SUPPLIED RECORDS:
// Document I/O - one JSON file holding `metadata` and `data`

pub mod hash;

use crate::error::{NosqlliteError, Result};
use crate::validation;
use chrono::{DateTime, Utc};
use serde::de::IgnoredAny;
use serde::{Deserialize, Serialize};
use serde_json::{Map, Value};
use std::fmt;
use std::fs;
use std::io::Write;
use std::path::{Path, PathBuf};

pub use hash::{canonical_json, content_hash};

/// File suffix that marks a document file inside a database directory.
pub const DOCUMENT_SUFFIX: &str = ".json";

/// Bookkeeping stored next to the data in every document file.
#[derive(Debug, Clone, PartialEq, Serialize, Deserialize)]
pub struct Metadata {
    /// Epoch seconds of the last write.
    pub timestamp: f64,
    /// Hex SHA-256 of the canonical data at the last write.
    pub datahash: String,
    /// Any other keys found on disk, kept across rewrites.
    #[serde(flatten)]
    pub extra: Map<String, Value>,
}

impl Metadata {
    fn for_data(data: &Value) -> Self {
        Metadata {
            timestamp: now_epoch_seconds(),
            datahash: content_hash(data),
            extra: Map::new(),
        }
    }

    /// The timestamp as a UTC datetime, if it is in range.
    pub fn modified_at(&self) -> Option<DateTime<Utc>> {
        DateTime::from_timestamp_micros((self.timestamp * 1e6).round() as i64)
    }
}

/// Addresses one entry of a document's top-level data: a field of an object
/// or an element of an array.
#[derive(Debug, Clone, PartialEq, Eq, Hash)]
pub enum Key {
    Field(String),
    Index(usize),
}

impl From<&str> for Key {
    fn from(s: &str) -> Self {
        Key::Field(s.to_string())
    }
}

impl From<String> for Key {
    fn from(s: String) -> Self {
        Key::Field(s)
    }
}

impl From<&String> for Key {
    fn from(s: &String) -> Self {
        Key::Field(s.clone())
    }
}

impl From<usize> for Key {
    fn from(i: usize) -> Self {
        Key::Index(i)
    }
}

impl fmt::Display for Key {
    fn fmt(&self, f: &mut fmt::Formatter<'_>) -> fmt::Result {
        match self {
            Key::Field(name) => write!(f, "{name}"),
            Key::Index(i) => write!(f, "[{i}]"),
        }
    }
}

/// What a sync did to the backing file.
#[derive(Debug, Clone, Copy, PartialEq, Eq)]
pub enum SyncOutcome {
    /// Stored hash matched the in-memory data; nothing was written.
    Unchanged,
    /// The file was rewritten with fresh metadata.
    Written,
}

/// A single JSON document backed by its own file.
///
/// The in-memory `data` is a cache over the file. Mutations stay in memory
/// until [`Document::sync`] notices the content hash no longer matches the
/// one on disk and rewrites the file.
#[derive(Debug, Clone)]
pub struct Document {
    name: String,
    path: PathBuf,
    data: Value,
    metadata: Metadata,
}

impl Document {
    /// Open the document stored at `path`.
    ///
    /// A missing file, or a JSON object with neither a `metadata` nor a
    /// `data` section, is initialized with empty object data first. A file
    /// with only one of the two sections is `Malformed`.
    pub fn open(path: impl AsRef<Path>) -> Result<Self> {
        let path = path.as_ref();
        let name = document_name(path)?;

        if needs_initializing(path)? {
            if path.exists() {
                log::warn!(
                    "{} has no document sections, initializing it",
                    path.display()
                );
            }
            let data = Value::Object(Map::new());
            let metadata = Metadata::for_data(&data);
            write_document(path, &metadata, &data)?;
            log::debug!("Created document {}", path.display());
        }

        let path = fs::canonicalize(path)?;
        let (metadata, data) = read_document(&path)?;

        Ok(Document {
            name,
            path,
            data,
            metadata,
        })
    }

    pub fn name(&self) -> &str {
        &self.name
    }

    /// Absolute location of the backing file.
    pub fn path(&self) -> &Path {
        &self.path
    }

    pub fn data(&self) -> &Value {
        &self.data
    }

    /// Metadata as of the last read, write or [`Document::refresh_metadata`].
    pub fn metadata(&self) -> &Metadata {
        &self.metadata
    }

    /// Look up one top-level entry of the data.
    pub fn get(&self, key: impl Into<Key>) -> Result<&Value> {
        let key = key.into();
        let found = match (&self.data, &key) {
            (Value::Object(map), Key::Field(field)) => map.get(field),
            (Value::Array(items), Key::Index(i)) => items.get(*i),
            _ => return Err(key_kind_mismatch(&self.name, &key, kind_of(&self.data))),
        };
        found.ok_or_else(|| NosqlliteError::KeyNotFound(key.to_string()))
    }

    /// Store `value` under `key` in memory, returning the previous value.
    ///
    /// The value must be representable as JSON. On an object, a field is
    /// inserted or replaced; on an array, only existing indices can be set.
    /// Nothing is written until the next [`Document::sync`].
    pub fn set<T: Serialize + ?Sized>(
        &mut self,
        key: impl Into<Key>,
        value: &T,
    ) -> Result<Option<Value>> {
        let key = key.into();
        let value = validation::to_json_value(value)?;
        let kind = kind_of(&self.data);

        match (&mut self.data, &key) {
            (Value::Object(map), Key::Field(field)) => Ok(map.insert(field.clone(), value)),
            (Value::Array(items), Key::Index(i)) => match items.get_mut(*i) {
                Some(slot) => Ok(Some(std::mem::replace(slot, value))),
                None => Err(NosqlliteError::KeyNotFound(key.to_string())),
            },
            _ => Err(key_kind_mismatch(&self.name, &key, kind)),
        }
    }

    /// Remove and return one top-level entry. In memory only, like `set`.
    pub fn remove(&mut self, key: impl Into<Key>) -> Result<Value> {
        let key = key.into();
        let kind = kind_of(&self.data);
        let removed = match (&mut self.data, &key) {
            (Value::Object(map), Key::Field(field)) => map.remove(field),
            (Value::Array(items), Key::Index(i)) if *i < items.len() => Some(items.remove(*i)),
            (Value::Array(_), Key::Index(_)) => None,
            _ => return Err(key_kind_mismatch(&self.name, &key, kind)),
        };
        removed.ok_or_else(|| NosqlliteError::KeyNotFound(key.to_string()))
    }

    /// Replace the whole payload, returning the old one. The new data must
    /// be a JSON object or array.
    pub fn replace_data<T: Serialize + ?Sized>(&mut self, data: &T) -> Result<Value> {
        let data = validation::to_json_value(data)?;
        if !is_container(&data) {
            return Err(NosqlliteError::TypeMismatch(format!(
                "document data must be an object or array, got {}",
                kind_of(&data)
            )));
        }
        Ok(std::mem::replace(&mut self.data, data))
    }

    /// Content hash of the current in-memory data.
    pub fn hash(&self) -> String {
        content_hash(&self.data)
    }

    /// True when the in-memory data differs from what was last read or written.
    pub fn is_dirty(&self) -> bool {
        self.metadata.datahash != self.hash()
    }

    /// Stamp the in-memory metadata with the current time and data hash.
    /// Does not touch the file.
    pub fn refresh_metadata(&mut self) -> &Metadata {
        self.metadata.timestamp = now_epoch_seconds();
        self.metadata.datahash = content_hash(&self.data);
        &self.metadata
    }

    /// Persist the in-memory data if it differs from what the file holds.
    ///
    /// Only the stored metadata is read back; when its `datahash` matches the
    /// hash of the in-memory data the file is left untouched, timestamp
    /// included.
    pub fn sync(&mut self) -> Result<SyncOutcome> {
        let stored = read_metadata(&self.path)?;
        if stored.datahash == self.hash() {
            log::debug!("Document '{}' unchanged, skipping write", self.name);
            return Ok(SyncOutcome::Unchanged);
        }

        self.metadata.extra = stored.extra;
        self.refresh_metadata();
        write_document(&self.path, &self.metadata, &self.data)?;
        log::debug!("Wrote document '{}' to {}", self.name, self.path.display());
        Ok(SyncOutcome::Written)
    }

    /// Discard in-memory changes and re-read the file.
    pub fn reload(&mut self) -> Result<()> {
        let (metadata, data) = read_document(&self.path)?;
        self.metadata = metadata;
        self.data = data;
        Ok(())
    }
}

/// Derive a document name from its file path: the file name without the
/// `.json` suffix.
pub fn document_name(path: &Path) -> Result<String> {
    let file_name = path
        .file_name()
        .and_then(|s| s.to_str())
        .ok_or_else(|| NosqlliteError::InvalidName(path.display().to_string()))?;

    let name = file_name.strip_suffix(DOCUMENT_SUFFIX).unwrap_or(file_name);
    if name.is_empty() {
        return Err(NosqlliteError::InvalidName(file_name.to_string()));
    }
    Ok(name.to_string())
}

/// True when `path` does not exist yet, or holds a JSON object carrying
/// neither document section.
fn needs_initializing(path: &Path) -> Result<bool> {
    if !path.exists() {
        return Ok(true);
    }

    let content = fs::read_to_string(path)?;
    let root: Value = serde_json::from_str(&content).map_err(|e| malformed(path, e))?;
    Ok(matches!(
        &root,
        Value::Object(map) if !map.contains_key("metadata") && !map.contains_key("data")
    ))
}

/// Read and validate a document file, returning its metadata and data.
pub fn read_document(path: &Path) -> Result<(Metadata, Value)> {
    let content = fs::read_to_string(path)?;
    let root: Value = serde_json::from_str(&content).map_err(|e| malformed(path, e))?;

    let Value::Object(mut root) = root else {
        return Err(malformed(path, "top level is not a JSON object"));
    };

    let (Some(metadata), Some(data)) = (root.remove("metadata"), root.remove("data")) else {
        return Err(malformed(path, "missing 'metadata' or 'data' section"));
    };

    let metadata: Metadata = serde_json::from_value(metadata)
        .map_err(|e| malformed(path, format!("invalid metadata: {e}")))?;

    if !is_container(&data) {
        return Err(malformed(
            path,
            format!("data must be an object or array, got {}", kind_of(&data)),
        ));
    }

    Ok((metadata, data))
}

/// Read only the metadata section of a document file.
fn read_metadata(path: &Path) -> Result<Metadata> {
    #[derive(Deserialize)]
    struct MetadataOnly {
        metadata: Metadata,
        #[allow(dead_code)]
        data: IgnoredAny,
    }

    let content = fs::read_to_string(path)?;
    let file: MetadataOnly = serde_json::from_str(&content).map_err(|e| malformed(path, e))?;
    Ok(file.metadata)
}

/// Write a document file, replacing it atomically.
///
/// The content goes to a temporary file in the same directory which is then
/// renamed over `path`, so a failed write never leaves a truncated document.
/// An existing file's permissions carry over to the replacement.
pub fn write_document(path: &Path, metadata: &Metadata, data: &Value) -> Result<()> {
    #[derive(Serialize)]
    struct DocumentFile<'a> {
        metadata: &'a Metadata,
        data: &'a Value,
    }

    let dir = match path.parent() {
        Some(p) if !p.as_os_str().is_empty() => p,
        _ => Path::new("."),
    };

    let mut buf = Vec::new();
    let formatter = serde_json::ser::PrettyFormatter::with_indent(b"    ");
    let mut ser = serde_json::Serializer::with_formatter(&mut buf, formatter);
    DocumentFile { metadata, data }.serialize(&mut ser)?;

    #[cfg_attr(not(unix), allow(unused_mut))]
    let mut builder = tempfile::Builder::new();
    #[cfg(unix)]
    {
        use std::os::unix::fs::PermissionsExt;
        // Subject to the umask, like a plain file creation
        builder.permissions(fs::Permissions::from_mode(0o666));
    }
    let mut tmp = builder.tempfile_in(dir)?;
    if let Ok(existing) = fs::metadata(path) {
        tmp.as_file().set_permissions(existing.permissions())?;
    }

    tmp.write_all(&buf)?;
    tmp.as_file().sync_all()?;
    tmp.persist(path).map_err(|e| e.error)?;
    Ok(())
}

fn key_kind_mismatch(document: &str, key: &Key, holds: &str) -> NosqlliteError {
    let expected = match key {
        Key::Field(_) => "an object",
        Key::Index(_) => "an array",
    };
    NosqlliteError::TypeMismatch(format!(
        "key {key} needs {expected} but document '{document}' holds {holds}"
    ))
}

fn malformed(path: &Path, reason: impl fmt::Display) -> NosqlliteError {
    NosqlliteError::Malformed {
        path: path.display().to_string(),
        reason: reason.to_string(),
    }
}

fn is_container(value: &Value) -> bool {
    matches!(value, Value::Object(_) | Value::Array(_))
}

fn kind_of(value: &Value) -> &'static str {
    match value {
        Value::Null => "null",
        Value::Bool(_) => "a boolean",
        Value::Number(_) => "a number",
        Value::String(_) => "a string",
        Value::Array(_) => "an array",
        Value::Object(_) => "an object",
    }
}

fn now_epoch_seconds() -> f64 {
    Utc::now().timestamp_micros() as f64 / 1_000_000.0
}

WORK TASK:
Referring to the material above, set down exactly the lines between the line with "pub enum Key" and the line with "stay in memory", inclusive, and no other lines.

ANSWER BOX:
pub enum Key {
    Field(String),
    Index(usize),
}

impl From<&str> for Key {
    fn from(s: &str) -> Self {
        Key::Field(s.to_string())
    }
}

impl From<String> for Key {
    fn from(s: String) -> Self {
        Key::Field(s)
    }
}

impl From<&String> for Key {
    fn from(s: &String) -> Self {
        Key::Field(s.clone())
    }
}

impl From<usize> for Key {
    fn from(i: usize) -> Self {
        Key::Index(i)
    }
}

impl fmt::Display for Key {
    fn fmt(&self, f: &mut fmt::Formatter<'_>) -> fmt::Result {
        match self {
            Key::Field(name) => write!(f, "{name}"),
            Key::Index(i) => write!(f, "[{i}]"),
        }
    }
}

/// What a sync did to the backing file.
#[derive(Debug, Clone, Copy, PartialEq, Eq)]
pub enum SyncOutcome {
    /// Stored hash matched the in-memory data; nothing was written.
    Unchanged,
    /// The file was rewritten with fresh metadata.
    Written,
}

/// A single JSON document backed by its own file.
///
/// The in-memory `data` is a cache over the file. Mutations stay in memory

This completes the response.